- Multi-node Swift Cluster
This is an example inventory and set of playbooks for my csmart.swift
OpenStack Swift Ansible role (https://github.com/csmart/ansible-role-swift).
The inventory is also designed to support my csmart.virt_infra
Ansible role (https://github.com/csmart/ansible-role-virt-infra) for spinning up virtual infrastructure on KVM hosts.
Therefore, it is able to create a multi-node PACO Swift cluster (plus an admin
box) using CentOS 8 Stream on a KVM host, from scratch.
The virtual infrastructure will include:
- Outward network for proxy access
- Cluster network
- Replication network
- Multiple SCSI disks for object
- SSD/NVMe disk for account and container
If you already have existing Swift nodes, then you can simply modify the inventory to suit your configuration and skip the VM creation step.
An SVG demo is included, if you want to see it in action.

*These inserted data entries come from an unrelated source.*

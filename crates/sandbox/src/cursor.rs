//! The replay cursor.
//!
//! The cursor is the host-side dispatcher behind every intercepted tool
//! function. It walks the input tool-state with a monotonic index and tells
//! the in-sandbox shim whether to resolve or reject the promise it hands
//! back to the program, recording the output tool-state as it goes.

use protocol::{ToolEntry, ToolState};
use serde::Serialize;
use serde_json::{json, Value};
use uuid::Uuid;

/// Marker key on control values that abort a replay pass.
pub(crate) const CONTROL_KEY: &str = "__capstanControl";
const NEW_TOOL_CALL: &str = "new_tool_call";
const UNEXPECTED_PENDING: &str = "unexpected_pending_tool";

/// What the interceptor shim should do with the promise it returns.
#[derive(Debug, Clone, PartialEq, Serialize)]
#[serde(tag = "kind", rename_all = "snake_case")]
pub(crate) enum Instruction {
    Resolve { value: Value },
    Reject { value: Value },
}

/// Whether a settled error value is the new-tool-call control value.
pub(crate) fn is_new_tool_call(value: &Value) -> bool {
    value.get(CONTROL_KEY).and_then(Value::as_str) == Some(NEW_TOOL_CALL)
}

fn new_tool_call_control(id: &str, name: &str) -> Value {
    json!({ CONTROL_KEY: NEW_TOOL_CALL, "toolCallId": id, "name": name })
}

fn unexpected_pending_control(id: &str) -> Value {
    json!({ CONTROL_KEY: UNEXPECTED_PENDING, "toolCallId": id })
}

#[derive(Debug)]
pub(crate) struct ReplayCursor {
    input: Vec<ToolEntry>,
    output: Vec<ToolEntry>,
    position: usize,
    new_pending: usize,
}

impl ReplayCursor {
    pub(crate) fn new(input: &ToolState) -> Self {
        Self {
            input: input.entries().to_vec(),
            output: Vec::new(),
            position: 0,
            new_pending: 0,
        }
    }

    /// Answer one interceptor call.
    ///
    /// Past the end of the input a fresh pending entry is recorded and the
    /// call rejects with the new-tool-call control value, aborting the pass
    /// once the program runs out of work that resolved entries can satisfy.
    /// A pending entry in the *input* is an invariant violation (inputs must
    /// be fully answered); the call rejects without consuming it.
    pub(crate) fn dispatch(&mut self, name: &str, arguments: Value) -> Instruction {
        match self.input.get(self.position).cloned() {
            None => {
                let id = Uuid::new_v4().to_string();
                let control = new_tool_call_control(&id, name);
                self.output.push(ToolEntry::Pending {
                    id,
                    name: name.to_string(),
                    arguments,
                });
                self.position += 1;
                self.new_pending += 1;
                Instruction::Reject { value: control }
            }
            Some(ToolEntry::Resolved { id, result }) => {
                self.position += 1;
                self.output.push(ToolEntry::Resolved {
                    id,
                    result: result.clone(),
                });
                Instruction::Resolve { value: result }
            }
            Some(ToolEntry::Rejected { id, error }) => {
                self.position += 1;
                self.output.push(ToolEntry::Rejected {
                    id,
                    error: error.clone(),
                });
                Instruction::Reject { value: error }
            }
            Some(ToolEntry::Pending { id, .. }) => Instruction::Reject {
                value: unexpected_pending_control(&id),
            },
        }
    }

    /// Whether this pass recorded at least one new pending entry.
    pub(crate) fn recorded_new_pending(&self) -> bool {
        self.new_pending > 0
    }

    pub(crate) fn output(&self) -> ToolState {
        ToolState::from(self.output.clone())
    }
}

#[cfg(test)]
mod tests {
    use super::*;

    fn resolved(id: &str, result: Value) -> ToolEntry {
        ToolEntry::Resolved {
            id: id.into(),
            result,
        }
    }

    #[test]
    fn empty_input_records_pending_and_rejects() {
        let mut cursor = ReplayCursor::new(&ToolState::new());
        let instruction = cursor.dispatch("webSearch", json!({"query": "news"}));

        let Instruction::Reject { value } = instruction else {
            panic!("expected reject, got {instruction:?}");
        };
        assert!(is_new_tool_call(&value));
        assert!(cursor.recorded_new_pending());

        let output = cursor.output();
        assert_eq!(output.len(), 1);
        match &output.entries()[0] {
            ToolEntry::Pending { name, arguments, .. } => {
                assert_eq!(name, "webSearch");
                assert_eq!(arguments, &json!({"query": "news"}));
            }
            other => panic!("expected pending entry, got {other:?}"),
        }
    }

    #[test]
    fn resolved_input_is_consumed_in_order() {
        let input = ToolState::from(vec![
            resolved("a", json!(1)),
            resolved("b", json!(2)),
        ]);
        let mut cursor = ReplayCursor::new(&input);

        assert_eq!(
            cursor.dispatch("first", Value::Null),
            Instruction::Resolve { value: json!(1) }
        );
        assert_eq!(
            cursor.dispatch("second", Value::Null),
            Instruction::Resolve { value: json!(2) }
        );
        assert!(!cursor.recorded_new_pending());
        assert!(cursor.output().extends(&input));
    }

    #[test]
    fn rejected_input_rejects_with_client_error() {
        let input = ToolState::from(vec![ToolEntry::Rejected {
            id: "a".into(),
            error: json!({"message": "rate limited"}),
        }]);
        let mut cursor = ReplayCursor::new(&input);

        let instruction = cursor.dispatch("webSearch", Value::Null);
        assert_eq!(
            instruction,
            Instruction::Reject {
                value: json!({"message": "rate limited"})
            }
        );
        assert!(!cursor.recorded_new_pending());
    }

    #[test]
    fn pending_input_is_an_invariant_violation() {
        let input = ToolState::from(vec![ToolEntry::Pending {
            id: "a".into(),
            name: "webSearch".into(),
            arguments: Value::Null,
        }]);
        let mut cursor = ReplayCursor::new(&input);

        let Instruction::Reject { value } = cursor.dispatch("webSearch", Value::Null) else {
            panic!("expected reject");
        };
        assert!(!is_new_tool_call(&value));
        assert_eq!(value[CONTROL_KEY], UNEXPECTED_PENDING);
        // The entry is not consumed and nothing is appended.
        assert!(cursor.output().is_empty());
    }

    #[test]
    fn fresh_ids_are_unique_within_a_pass() {
        let mut cursor = ReplayCursor::new(&ToolState::new());
        cursor.dispatch("a", Value::Null);
        cursor.dispatch("b", Value::Null);
        let output = cursor.output();
        let ids: Vec<&str> = output.entries().iter().map(ToolEntry::id).collect();
        assert_ne!(ids[0], ids[1]);
    }
}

The inventory is broken out into multiple files under ./inventory
directory.
kvmhost.yml
- defining the settings for KVM host(s)swift.yml
- defining the settings for Swift nodes
If you want to run a cluster across multiple KVM hosts, you will need to modify the inventory to use bridged networks (which must already exist on the KVM hosts) as all nodes will need to be able to communicate.
If creating VMs, the csmart.virt_infra
Ansible role will also configure libvirt on the host for you.
Therefore, all that's needed is a Linux box that is able to run KVM (defaults to localhost
) and has the CentOS Stream 8 cloud image (https://cloud.centos.org/centos/8-stream/x86_64/images/CentOS-Stream-GenericCloud-8-20210603.0.x86_64.qcow2).
The Ansible deploy host requires:
- Ansible >= 2.9
- Jinja2 >= 2.8
- Python netaddr
NOTE
For CentOS 7, standard Python 2 packages are not sufficient as Jinja2 is 2.7, therefore it is recommended to use Python 3 packages.
sudo yum install centos-release-ansible-29
sudo yum install ansible-python3 python36-netaddr
This is taken care of automatically when using the ./scripts/site.sh
wrapper script.
The KVM host(s) can be any major Linux distro, such as Fedora, CentOS, Debian, Ubuntu, openSUSE, etc.
For the Swift cluster nodes, only CentOS 8 Stream is currently supported.
If you are using existing nodes that are CentOS 8, you can switch them to Stream like so.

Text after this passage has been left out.